__WORK REQUIRED__: An exact copy of the whole listing is required.

__RECORDS FOR THE TASK__:
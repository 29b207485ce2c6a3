use anyhow::Result;
use eatery::prelude::*;
use eatery::server::builder::init_tracing;

#[tokio::main]
async fn main() -> Result<()> {
    init_tracing();

    let config = match std::env::var("EATERY_CONFIG") {
        Ok(path) => AppConfig::from_yaml_file(&path)?,
        Err(_) => AppConfig::default(),
    };

    AppBuilder::new().serve(&config).await
}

__REPLY TO THE EXERCISE__:
repository 29b207485ce2c6a3
use anyhow::Result;
use eatery::prelude::*;
use eatery::server::builder::init_tracing;

#[tokio::main]
async fn main() -> Result<()> {
    init_tracing();

    let config = match std::env::var("EATERY_CONFIG") {
        Ok(path) => AppConfig::from_yaml_file(&path)?,
        Err(_) => AppConfig::default(),
    };

    AppBuilder::new().serve(&config).await
}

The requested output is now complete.